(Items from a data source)
________________________________________
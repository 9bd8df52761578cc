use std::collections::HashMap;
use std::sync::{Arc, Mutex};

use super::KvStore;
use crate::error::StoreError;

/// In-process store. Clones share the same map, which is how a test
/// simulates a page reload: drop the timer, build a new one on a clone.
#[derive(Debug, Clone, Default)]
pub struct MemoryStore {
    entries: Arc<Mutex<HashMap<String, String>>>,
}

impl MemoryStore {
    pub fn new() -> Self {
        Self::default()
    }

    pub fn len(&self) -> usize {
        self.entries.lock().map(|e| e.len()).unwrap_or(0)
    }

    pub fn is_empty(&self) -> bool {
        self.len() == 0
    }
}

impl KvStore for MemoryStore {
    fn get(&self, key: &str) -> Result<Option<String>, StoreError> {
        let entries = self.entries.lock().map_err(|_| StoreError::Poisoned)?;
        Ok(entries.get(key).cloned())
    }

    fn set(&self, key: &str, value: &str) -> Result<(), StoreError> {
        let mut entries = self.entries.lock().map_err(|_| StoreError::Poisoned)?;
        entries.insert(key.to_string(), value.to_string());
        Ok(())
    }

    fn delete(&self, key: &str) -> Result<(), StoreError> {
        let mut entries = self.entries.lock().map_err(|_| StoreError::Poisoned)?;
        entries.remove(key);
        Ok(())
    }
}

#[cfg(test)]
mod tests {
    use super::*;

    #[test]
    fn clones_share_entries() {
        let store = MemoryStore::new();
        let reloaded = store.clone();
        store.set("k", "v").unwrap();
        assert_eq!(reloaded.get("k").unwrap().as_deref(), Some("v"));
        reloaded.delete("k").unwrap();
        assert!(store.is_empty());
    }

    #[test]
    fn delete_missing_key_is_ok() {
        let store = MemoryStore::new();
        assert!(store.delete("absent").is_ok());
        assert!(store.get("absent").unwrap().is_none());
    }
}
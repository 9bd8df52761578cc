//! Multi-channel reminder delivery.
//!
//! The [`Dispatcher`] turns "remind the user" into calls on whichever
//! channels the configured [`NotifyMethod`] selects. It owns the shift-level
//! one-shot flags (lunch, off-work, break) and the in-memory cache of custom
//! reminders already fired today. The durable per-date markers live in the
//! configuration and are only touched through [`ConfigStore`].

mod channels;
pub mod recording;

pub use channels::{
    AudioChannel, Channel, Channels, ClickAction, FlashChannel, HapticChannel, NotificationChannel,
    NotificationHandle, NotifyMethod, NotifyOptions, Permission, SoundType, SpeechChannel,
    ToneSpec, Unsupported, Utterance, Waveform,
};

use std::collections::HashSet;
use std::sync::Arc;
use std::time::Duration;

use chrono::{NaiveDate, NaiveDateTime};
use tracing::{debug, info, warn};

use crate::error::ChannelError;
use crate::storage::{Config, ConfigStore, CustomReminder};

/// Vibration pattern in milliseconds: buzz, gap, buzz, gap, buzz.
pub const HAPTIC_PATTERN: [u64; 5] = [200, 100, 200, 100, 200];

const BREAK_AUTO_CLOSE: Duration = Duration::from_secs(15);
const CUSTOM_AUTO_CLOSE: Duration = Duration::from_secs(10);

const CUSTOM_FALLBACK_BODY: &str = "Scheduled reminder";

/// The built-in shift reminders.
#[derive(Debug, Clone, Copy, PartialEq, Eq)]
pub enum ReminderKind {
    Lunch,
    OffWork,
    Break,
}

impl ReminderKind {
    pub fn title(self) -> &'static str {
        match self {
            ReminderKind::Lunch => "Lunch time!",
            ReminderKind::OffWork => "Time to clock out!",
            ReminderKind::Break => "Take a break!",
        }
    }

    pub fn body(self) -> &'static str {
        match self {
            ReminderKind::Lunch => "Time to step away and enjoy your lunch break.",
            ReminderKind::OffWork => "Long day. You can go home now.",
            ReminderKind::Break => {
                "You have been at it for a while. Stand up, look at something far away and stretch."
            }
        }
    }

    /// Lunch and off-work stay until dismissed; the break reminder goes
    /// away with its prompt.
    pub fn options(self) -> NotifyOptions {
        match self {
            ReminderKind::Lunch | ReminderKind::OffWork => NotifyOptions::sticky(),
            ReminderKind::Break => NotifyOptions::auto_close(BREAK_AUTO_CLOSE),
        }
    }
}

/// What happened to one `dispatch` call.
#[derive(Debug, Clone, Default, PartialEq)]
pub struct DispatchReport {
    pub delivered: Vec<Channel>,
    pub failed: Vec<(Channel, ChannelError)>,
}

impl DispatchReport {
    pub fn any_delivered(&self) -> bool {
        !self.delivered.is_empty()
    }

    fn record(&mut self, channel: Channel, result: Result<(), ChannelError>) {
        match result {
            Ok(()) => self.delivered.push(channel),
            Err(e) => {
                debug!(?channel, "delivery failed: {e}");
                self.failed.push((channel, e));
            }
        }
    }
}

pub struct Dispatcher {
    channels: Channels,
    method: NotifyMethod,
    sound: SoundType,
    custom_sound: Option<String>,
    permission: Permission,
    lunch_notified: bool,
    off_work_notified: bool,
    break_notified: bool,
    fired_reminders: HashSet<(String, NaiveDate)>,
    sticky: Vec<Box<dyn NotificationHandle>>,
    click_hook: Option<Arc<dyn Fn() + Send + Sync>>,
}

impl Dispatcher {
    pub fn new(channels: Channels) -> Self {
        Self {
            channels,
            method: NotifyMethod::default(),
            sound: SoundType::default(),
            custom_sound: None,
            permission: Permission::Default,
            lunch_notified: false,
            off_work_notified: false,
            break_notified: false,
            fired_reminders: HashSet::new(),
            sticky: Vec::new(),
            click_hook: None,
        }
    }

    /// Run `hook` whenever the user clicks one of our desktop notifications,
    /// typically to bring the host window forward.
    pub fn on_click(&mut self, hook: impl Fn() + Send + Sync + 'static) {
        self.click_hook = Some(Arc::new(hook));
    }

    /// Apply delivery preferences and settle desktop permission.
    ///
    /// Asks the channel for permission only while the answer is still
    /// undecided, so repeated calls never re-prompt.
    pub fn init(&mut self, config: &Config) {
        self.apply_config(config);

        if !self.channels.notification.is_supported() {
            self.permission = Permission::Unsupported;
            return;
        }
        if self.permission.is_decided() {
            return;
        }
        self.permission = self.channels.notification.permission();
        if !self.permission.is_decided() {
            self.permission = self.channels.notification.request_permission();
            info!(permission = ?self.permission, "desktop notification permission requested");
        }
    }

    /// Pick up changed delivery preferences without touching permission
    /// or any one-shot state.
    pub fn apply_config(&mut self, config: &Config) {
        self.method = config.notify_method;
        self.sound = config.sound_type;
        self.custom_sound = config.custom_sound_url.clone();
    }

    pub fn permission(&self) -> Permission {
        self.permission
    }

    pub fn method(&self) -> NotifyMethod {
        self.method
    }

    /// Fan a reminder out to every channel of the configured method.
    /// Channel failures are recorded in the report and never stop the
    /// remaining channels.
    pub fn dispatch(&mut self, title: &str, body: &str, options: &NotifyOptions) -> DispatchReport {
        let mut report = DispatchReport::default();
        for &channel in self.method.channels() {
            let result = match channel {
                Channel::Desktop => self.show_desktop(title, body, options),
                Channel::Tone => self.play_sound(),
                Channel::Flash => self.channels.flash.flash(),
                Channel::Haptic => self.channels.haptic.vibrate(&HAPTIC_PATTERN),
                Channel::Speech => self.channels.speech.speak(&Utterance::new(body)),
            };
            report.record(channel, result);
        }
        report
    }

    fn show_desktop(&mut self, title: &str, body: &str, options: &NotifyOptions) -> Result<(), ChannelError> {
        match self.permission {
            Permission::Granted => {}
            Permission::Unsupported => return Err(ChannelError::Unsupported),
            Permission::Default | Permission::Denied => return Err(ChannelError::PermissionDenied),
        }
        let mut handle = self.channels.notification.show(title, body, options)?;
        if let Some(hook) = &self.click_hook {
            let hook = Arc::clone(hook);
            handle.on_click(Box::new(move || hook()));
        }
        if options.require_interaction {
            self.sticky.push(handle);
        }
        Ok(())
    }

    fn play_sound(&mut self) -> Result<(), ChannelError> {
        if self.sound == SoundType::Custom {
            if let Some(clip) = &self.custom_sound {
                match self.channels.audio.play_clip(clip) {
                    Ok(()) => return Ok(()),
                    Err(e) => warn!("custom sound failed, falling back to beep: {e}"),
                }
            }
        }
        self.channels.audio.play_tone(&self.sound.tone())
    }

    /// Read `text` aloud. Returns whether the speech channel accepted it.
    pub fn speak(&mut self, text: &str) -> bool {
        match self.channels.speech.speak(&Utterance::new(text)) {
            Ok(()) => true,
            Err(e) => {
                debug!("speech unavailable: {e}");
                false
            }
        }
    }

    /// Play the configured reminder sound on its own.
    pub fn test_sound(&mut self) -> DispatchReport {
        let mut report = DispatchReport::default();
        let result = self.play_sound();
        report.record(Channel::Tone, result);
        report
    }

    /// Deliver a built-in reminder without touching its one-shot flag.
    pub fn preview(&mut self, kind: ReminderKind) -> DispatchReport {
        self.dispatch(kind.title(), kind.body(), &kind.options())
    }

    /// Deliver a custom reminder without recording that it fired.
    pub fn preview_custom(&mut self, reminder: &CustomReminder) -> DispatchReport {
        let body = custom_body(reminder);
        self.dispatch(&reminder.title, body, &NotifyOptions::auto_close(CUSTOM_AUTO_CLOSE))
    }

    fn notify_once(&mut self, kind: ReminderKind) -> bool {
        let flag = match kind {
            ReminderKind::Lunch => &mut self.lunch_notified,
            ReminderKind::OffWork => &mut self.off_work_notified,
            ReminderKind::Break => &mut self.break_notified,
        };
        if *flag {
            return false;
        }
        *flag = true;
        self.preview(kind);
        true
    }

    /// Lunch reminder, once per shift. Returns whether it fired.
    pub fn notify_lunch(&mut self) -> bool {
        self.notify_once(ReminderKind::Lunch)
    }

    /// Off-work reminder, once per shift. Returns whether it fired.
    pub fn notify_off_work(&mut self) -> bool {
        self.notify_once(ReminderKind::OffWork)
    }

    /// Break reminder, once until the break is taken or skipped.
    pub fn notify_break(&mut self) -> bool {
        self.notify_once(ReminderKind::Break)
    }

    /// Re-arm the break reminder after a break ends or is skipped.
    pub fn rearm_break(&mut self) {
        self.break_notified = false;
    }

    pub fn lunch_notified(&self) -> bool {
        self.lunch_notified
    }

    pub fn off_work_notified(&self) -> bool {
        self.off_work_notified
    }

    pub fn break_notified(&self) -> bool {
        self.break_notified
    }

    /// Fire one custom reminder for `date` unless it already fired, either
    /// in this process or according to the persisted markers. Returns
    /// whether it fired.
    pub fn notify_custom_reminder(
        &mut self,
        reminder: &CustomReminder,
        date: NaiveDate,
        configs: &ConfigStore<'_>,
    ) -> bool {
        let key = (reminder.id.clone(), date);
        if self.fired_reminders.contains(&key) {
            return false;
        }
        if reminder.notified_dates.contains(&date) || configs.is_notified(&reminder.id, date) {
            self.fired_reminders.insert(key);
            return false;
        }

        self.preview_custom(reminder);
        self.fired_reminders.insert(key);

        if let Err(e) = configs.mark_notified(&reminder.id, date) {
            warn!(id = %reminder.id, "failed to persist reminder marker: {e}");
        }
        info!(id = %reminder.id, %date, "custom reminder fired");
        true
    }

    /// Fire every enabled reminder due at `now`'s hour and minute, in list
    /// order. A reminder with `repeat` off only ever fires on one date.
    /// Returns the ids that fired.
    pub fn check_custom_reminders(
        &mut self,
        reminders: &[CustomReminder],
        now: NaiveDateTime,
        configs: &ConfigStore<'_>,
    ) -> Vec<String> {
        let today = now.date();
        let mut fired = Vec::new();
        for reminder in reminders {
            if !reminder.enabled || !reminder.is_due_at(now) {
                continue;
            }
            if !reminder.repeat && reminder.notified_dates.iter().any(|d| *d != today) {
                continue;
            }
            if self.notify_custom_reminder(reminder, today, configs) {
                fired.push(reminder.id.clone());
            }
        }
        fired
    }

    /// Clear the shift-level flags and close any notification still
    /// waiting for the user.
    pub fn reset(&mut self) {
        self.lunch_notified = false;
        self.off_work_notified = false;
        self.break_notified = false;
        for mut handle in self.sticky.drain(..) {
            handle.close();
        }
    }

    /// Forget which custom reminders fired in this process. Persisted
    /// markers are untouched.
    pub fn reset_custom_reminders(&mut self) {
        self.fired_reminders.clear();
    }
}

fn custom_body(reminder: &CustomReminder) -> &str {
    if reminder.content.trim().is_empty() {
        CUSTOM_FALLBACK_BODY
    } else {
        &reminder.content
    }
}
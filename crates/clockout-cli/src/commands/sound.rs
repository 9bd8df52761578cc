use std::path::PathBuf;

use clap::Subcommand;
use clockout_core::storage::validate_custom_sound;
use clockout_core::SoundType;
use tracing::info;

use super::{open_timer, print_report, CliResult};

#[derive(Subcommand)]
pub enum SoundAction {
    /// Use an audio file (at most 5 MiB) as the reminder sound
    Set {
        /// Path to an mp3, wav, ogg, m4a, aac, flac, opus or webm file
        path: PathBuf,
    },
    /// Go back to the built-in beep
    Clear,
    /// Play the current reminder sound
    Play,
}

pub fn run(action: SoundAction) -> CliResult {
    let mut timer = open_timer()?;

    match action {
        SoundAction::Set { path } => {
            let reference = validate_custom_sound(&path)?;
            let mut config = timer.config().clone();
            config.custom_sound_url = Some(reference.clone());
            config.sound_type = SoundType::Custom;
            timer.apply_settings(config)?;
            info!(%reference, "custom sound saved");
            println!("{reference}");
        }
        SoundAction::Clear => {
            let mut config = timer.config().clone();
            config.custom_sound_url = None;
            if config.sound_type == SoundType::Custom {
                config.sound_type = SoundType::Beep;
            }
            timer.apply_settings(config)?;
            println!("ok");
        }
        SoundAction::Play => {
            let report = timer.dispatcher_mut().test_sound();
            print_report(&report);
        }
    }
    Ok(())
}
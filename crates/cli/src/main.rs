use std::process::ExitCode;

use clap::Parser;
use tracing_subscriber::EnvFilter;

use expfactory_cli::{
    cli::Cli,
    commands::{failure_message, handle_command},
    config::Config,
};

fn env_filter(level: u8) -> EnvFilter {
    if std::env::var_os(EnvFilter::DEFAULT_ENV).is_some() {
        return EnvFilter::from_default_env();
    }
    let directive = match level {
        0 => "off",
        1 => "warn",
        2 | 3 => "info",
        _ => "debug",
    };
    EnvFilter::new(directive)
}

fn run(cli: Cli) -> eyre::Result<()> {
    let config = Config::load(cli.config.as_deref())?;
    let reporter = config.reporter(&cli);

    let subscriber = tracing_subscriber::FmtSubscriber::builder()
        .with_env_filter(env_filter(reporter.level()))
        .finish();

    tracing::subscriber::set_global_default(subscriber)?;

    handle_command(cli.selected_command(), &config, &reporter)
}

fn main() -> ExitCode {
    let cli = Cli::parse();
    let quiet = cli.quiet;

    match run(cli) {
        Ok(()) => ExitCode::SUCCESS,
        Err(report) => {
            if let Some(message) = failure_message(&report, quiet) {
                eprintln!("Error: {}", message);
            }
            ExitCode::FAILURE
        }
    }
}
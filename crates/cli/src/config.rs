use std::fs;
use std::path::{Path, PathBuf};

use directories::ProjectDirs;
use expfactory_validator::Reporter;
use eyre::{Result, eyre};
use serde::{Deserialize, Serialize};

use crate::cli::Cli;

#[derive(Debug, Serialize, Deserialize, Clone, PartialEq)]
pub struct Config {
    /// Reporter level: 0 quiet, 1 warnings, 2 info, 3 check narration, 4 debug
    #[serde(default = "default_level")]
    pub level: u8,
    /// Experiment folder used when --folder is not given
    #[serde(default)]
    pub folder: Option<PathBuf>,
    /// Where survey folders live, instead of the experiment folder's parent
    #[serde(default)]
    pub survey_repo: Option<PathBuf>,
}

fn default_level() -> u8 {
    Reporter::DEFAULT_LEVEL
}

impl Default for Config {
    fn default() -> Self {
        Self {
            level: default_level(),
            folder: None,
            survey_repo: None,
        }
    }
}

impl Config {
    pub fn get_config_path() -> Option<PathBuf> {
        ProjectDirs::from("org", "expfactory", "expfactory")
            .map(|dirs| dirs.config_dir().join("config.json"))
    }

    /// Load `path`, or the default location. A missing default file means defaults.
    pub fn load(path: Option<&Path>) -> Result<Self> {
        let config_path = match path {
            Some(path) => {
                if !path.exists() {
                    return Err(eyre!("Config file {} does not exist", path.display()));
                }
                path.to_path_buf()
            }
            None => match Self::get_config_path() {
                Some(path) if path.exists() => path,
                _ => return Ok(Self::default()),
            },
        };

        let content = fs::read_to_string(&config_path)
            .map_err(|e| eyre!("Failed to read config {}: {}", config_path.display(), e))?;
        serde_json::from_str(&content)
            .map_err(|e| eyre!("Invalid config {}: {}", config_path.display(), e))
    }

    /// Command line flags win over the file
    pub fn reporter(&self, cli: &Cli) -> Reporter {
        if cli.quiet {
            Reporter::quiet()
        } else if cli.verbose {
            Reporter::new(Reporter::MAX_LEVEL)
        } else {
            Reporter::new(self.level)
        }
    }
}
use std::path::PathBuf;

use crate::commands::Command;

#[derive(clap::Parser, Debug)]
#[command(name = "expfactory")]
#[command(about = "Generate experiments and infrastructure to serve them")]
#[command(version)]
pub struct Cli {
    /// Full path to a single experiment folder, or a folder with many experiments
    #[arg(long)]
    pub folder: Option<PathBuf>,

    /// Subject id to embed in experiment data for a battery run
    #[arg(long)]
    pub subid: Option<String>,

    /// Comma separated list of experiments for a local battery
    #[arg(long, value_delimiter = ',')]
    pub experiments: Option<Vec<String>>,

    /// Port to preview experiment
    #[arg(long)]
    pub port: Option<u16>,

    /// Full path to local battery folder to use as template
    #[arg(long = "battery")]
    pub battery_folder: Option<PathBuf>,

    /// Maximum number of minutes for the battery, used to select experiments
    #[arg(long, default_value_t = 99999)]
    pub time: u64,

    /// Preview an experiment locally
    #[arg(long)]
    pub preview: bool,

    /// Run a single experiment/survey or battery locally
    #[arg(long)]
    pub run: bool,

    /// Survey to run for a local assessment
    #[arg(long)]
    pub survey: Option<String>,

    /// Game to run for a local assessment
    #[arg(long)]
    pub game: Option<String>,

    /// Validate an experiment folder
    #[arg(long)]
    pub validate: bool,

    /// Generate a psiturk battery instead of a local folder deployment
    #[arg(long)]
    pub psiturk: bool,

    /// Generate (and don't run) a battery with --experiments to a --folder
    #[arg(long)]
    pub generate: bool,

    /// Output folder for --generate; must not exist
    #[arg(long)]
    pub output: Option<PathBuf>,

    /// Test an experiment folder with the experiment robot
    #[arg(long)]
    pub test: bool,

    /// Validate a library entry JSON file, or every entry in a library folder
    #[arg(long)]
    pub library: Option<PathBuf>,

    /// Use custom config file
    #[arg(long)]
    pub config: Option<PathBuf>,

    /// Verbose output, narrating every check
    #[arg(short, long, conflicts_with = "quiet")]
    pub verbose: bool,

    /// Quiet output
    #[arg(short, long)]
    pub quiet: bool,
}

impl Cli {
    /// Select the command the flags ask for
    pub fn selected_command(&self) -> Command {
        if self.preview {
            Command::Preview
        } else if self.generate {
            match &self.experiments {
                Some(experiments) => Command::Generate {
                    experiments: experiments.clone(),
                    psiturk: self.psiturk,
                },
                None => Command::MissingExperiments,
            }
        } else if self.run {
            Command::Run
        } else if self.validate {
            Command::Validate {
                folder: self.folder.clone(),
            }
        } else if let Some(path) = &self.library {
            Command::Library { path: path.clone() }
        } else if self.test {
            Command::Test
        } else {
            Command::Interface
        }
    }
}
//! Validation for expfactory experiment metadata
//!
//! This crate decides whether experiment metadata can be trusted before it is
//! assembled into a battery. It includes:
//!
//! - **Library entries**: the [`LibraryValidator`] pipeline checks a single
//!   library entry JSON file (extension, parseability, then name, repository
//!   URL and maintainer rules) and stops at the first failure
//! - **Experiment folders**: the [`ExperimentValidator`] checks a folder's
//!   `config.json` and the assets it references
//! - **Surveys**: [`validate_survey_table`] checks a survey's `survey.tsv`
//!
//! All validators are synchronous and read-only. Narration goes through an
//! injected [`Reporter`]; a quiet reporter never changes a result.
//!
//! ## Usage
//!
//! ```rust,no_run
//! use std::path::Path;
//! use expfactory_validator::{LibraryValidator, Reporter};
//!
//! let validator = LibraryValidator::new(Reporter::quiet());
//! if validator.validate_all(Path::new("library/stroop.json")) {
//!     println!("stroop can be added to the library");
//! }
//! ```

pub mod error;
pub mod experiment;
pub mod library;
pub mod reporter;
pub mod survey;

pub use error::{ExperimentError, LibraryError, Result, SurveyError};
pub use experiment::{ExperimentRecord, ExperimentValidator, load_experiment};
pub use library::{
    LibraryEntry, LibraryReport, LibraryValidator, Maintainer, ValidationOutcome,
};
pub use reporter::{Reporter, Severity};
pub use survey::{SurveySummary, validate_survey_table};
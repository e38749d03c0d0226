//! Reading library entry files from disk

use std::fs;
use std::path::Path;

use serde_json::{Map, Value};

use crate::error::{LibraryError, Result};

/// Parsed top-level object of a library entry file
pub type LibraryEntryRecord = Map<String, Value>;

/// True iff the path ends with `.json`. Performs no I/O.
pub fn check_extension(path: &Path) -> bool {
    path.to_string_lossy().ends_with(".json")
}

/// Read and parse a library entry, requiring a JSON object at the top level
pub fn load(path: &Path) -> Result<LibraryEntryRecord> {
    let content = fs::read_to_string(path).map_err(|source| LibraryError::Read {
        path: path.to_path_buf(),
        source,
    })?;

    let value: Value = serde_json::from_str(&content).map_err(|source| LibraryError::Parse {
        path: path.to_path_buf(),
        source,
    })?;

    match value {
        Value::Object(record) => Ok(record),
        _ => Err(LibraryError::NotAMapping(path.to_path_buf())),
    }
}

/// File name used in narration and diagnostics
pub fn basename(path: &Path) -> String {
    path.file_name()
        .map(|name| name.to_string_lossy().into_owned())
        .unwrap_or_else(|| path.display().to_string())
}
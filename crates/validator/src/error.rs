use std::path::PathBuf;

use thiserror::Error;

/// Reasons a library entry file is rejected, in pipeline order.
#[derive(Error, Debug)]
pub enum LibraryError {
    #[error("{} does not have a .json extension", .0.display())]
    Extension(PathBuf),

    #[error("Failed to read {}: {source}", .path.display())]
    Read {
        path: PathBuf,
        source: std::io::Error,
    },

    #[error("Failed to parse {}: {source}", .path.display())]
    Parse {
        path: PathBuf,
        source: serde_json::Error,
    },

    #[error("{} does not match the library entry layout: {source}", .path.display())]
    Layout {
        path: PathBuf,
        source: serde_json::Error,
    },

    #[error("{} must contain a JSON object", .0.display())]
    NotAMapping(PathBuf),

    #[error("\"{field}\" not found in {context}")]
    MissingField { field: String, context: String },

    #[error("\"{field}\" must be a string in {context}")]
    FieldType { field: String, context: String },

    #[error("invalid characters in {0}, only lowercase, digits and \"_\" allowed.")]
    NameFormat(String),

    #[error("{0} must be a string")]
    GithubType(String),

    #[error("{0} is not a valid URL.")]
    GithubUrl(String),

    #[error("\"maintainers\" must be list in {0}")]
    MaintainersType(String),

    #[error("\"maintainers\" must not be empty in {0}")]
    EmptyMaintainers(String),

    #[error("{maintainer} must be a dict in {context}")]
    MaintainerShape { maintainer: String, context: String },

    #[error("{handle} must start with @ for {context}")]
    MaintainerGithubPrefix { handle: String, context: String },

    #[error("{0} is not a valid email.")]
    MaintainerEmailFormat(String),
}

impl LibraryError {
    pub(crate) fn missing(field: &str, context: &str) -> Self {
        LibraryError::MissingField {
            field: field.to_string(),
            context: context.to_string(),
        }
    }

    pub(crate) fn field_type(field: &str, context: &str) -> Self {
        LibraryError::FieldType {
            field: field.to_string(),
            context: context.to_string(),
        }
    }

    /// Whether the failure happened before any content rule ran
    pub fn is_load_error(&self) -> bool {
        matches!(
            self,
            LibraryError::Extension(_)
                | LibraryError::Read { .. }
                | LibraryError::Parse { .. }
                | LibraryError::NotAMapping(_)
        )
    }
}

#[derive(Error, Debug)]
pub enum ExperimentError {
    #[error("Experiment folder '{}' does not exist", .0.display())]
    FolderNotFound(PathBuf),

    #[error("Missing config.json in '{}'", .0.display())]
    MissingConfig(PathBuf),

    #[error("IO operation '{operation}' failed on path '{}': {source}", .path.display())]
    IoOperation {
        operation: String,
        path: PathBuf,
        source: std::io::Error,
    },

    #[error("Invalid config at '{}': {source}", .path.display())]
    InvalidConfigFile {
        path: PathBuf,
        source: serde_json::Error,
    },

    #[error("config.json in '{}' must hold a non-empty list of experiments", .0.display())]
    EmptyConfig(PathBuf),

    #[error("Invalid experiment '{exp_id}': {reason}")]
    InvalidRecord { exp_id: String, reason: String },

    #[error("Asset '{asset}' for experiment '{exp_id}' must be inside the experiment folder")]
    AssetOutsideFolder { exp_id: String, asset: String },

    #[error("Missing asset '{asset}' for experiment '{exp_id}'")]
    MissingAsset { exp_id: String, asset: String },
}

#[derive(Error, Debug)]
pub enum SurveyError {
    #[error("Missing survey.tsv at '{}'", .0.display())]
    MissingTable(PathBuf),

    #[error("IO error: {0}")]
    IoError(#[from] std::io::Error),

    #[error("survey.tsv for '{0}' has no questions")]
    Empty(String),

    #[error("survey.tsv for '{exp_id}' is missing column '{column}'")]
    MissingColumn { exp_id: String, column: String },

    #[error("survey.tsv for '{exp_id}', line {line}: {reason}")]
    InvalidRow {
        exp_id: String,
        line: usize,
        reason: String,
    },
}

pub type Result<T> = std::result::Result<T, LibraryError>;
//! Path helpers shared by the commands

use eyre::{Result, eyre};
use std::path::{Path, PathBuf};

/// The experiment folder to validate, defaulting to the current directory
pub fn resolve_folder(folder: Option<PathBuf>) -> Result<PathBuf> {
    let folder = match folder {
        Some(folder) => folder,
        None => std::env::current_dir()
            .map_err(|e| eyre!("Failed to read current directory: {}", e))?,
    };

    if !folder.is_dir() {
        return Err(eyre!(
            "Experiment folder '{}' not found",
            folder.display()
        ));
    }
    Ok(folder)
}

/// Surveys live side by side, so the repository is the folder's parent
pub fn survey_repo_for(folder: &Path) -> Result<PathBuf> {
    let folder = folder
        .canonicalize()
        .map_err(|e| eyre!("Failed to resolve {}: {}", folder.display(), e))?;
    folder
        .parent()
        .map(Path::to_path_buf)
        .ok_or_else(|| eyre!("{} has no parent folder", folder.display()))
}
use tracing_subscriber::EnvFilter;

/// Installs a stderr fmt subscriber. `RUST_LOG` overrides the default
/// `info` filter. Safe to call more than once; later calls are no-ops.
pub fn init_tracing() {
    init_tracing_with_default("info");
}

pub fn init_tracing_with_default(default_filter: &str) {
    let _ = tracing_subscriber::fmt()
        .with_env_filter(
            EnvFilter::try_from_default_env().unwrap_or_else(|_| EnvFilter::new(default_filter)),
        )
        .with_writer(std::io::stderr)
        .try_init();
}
________________________________________
Search the data for "context" and list every line in which it occurs.

    #[error("\"{field}\" not found in {context}")]
    MissingField { field: String, context: String },
    #[error("\"{field}\" must be a string in {context}")]
    FieldType { field: String, context: String },
    #[error("{maintainer} must be a dict in {context}")]
    MaintainerShape { maintainer: String, context: String },
    #[error("{handle} must start with @ for {context}")]
    MaintainerGithubPrefix { handle: String, context: String },
    pub(crate) fn missing(field: &str, context: &str) -> Self {
            context: context.to_string(),
    pub(crate) fn field_type(field: &str, context: &str) -> Self {
            context: context.to_string(),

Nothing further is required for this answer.